PROBLEM DESCRIPTION
Nothing but the lines from the start of the records below through the line that has "energy * PERCENTAGE_OF_ENERGY_IN_DATACENTER" should appear, each exactly as given.

Dataset entries
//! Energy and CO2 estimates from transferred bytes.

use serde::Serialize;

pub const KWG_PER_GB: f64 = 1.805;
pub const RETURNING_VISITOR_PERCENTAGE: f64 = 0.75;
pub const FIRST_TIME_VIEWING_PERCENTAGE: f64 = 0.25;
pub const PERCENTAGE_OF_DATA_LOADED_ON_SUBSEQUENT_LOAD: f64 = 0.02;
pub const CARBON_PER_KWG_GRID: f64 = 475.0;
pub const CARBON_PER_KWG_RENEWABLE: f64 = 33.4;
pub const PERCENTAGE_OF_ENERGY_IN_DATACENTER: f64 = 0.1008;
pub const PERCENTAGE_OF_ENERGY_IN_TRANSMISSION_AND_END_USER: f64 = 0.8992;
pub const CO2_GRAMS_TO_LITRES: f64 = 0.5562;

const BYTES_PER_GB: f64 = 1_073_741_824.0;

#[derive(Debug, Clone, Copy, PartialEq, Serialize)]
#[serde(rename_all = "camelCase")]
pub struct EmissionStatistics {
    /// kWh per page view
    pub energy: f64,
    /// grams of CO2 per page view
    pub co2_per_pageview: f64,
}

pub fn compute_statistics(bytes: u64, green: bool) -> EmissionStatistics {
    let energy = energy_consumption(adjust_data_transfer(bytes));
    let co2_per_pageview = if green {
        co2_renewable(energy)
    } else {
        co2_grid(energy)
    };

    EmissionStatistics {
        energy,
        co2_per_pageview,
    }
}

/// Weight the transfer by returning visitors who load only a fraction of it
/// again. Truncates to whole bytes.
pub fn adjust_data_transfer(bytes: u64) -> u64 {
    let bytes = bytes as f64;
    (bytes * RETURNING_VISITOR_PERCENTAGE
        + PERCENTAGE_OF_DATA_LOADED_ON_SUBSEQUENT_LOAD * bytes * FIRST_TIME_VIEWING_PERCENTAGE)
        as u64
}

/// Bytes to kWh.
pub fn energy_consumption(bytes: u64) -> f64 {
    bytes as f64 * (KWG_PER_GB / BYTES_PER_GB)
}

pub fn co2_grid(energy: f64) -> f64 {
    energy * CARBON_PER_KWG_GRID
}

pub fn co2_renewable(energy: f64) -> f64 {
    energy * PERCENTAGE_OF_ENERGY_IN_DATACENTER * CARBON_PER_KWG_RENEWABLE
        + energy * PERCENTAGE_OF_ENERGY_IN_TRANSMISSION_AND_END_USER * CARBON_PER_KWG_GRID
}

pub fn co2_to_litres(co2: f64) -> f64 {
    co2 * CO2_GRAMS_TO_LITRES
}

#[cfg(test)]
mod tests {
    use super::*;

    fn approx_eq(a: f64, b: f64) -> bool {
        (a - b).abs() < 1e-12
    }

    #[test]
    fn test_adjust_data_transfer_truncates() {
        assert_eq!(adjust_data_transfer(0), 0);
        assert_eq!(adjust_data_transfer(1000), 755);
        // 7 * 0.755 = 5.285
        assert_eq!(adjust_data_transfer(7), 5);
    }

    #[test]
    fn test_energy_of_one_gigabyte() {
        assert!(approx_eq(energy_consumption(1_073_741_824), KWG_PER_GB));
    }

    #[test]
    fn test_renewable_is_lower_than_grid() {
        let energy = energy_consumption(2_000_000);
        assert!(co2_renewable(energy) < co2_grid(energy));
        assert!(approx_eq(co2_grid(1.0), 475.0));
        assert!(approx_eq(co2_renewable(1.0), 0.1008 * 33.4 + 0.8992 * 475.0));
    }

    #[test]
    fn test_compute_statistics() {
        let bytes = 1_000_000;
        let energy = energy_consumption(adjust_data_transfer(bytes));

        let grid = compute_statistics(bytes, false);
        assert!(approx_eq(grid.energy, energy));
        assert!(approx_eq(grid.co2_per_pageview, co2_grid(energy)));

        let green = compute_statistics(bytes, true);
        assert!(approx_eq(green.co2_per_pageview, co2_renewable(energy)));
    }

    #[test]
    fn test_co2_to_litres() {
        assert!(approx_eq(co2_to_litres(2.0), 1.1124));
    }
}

OUTPUT FOR THIS TASK
//! Energy and CO2 estimates from transferred bytes.

use serde::Serialize;

pub const KWG_PER_GB: f64 = 1.805;
pub const RETURNING_VISITOR_PERCENTAGE: f64 = 0.75;
pub const FIRST_TIME_VIEWING_PERCENTAGE: f64 = 0.25;
pub const PERCENTAGE_OF_DATA_LOADED_ON_SUBSEQUENT_LOAD: f64 = 0.02;
pub const CARBON_PER_KWG_GRID: f64 = 475.0;
pub const CARBON_PER_KWG_RENEWABLE: f64 = 33.4;
pub const PERCENTAGE_OF_ENERGY_IN_DATACENTER: f64 = 0.1008;
pub const PERCENTAGE_OF_ENERGY_IN_TRANSMISSION_AND_END_USER: f64 = 0.8992;
pub const CO2_GRAMS_TO_LITRES: f64 = 0.5562;

const BYTES_PER_GB: f64 = 1_073_741_824.0;

#[derive(Debug, Clone, Copy, PartialEq, Serialize)]
#[serde(rename_all = "camelCase")]
pub struct EmissionStatistics {
    /// kWh per page view
    pub energy: f64,
    /// grams of CO2 per page view
    pub co2_per_pageview: f64,
}

pub fn compute_statistics(bytes: u64, green: bool) -> EmissionStatistics {
    let energy = energy_consumption(adjust_data_transfer(bytes));
    let co2_per_pageview = if green {
        co2_renewable(energy)
    } else {
        co2_grid(energy)
    };

    EmissionStatistics {
        energy,
        co2_per_pageview,
    }
}

/// Weight the transfer by returning visitors who load only a fraction of it
/// again. Truncates to whole bytes.
pub fn adjust_data_transfer(bytes: u64) -> u64 {
    let bytes = bytes as f64;
    (bytes * RETURNING_VISITOR_PERCENTAGE
        + PERCENTAGE_OF_DATA_LOADED_ON_SUBSEQUENT_LOAD * bytes * FIRST_TIME_VIEWING_PERCENTAGE)
        as u64
}

/// Bytes to kWh.
pub fn energy_consumption(bytes: u64) -> f64 {
    bytes as f64 * (KWG_PER_GB / BYTES_PER_GB)
}

pub fn co2_grid(energy: f64) -> f64 {
    energy * CARBON_PER_KWG_GRID
}

pub fn co2_renewable(energy: f64) -> f64 {
    energy * PERCENTAGE_OF_ENERGY_IN_DATACENTER * CARBON_PER_KWG_RENEWABLE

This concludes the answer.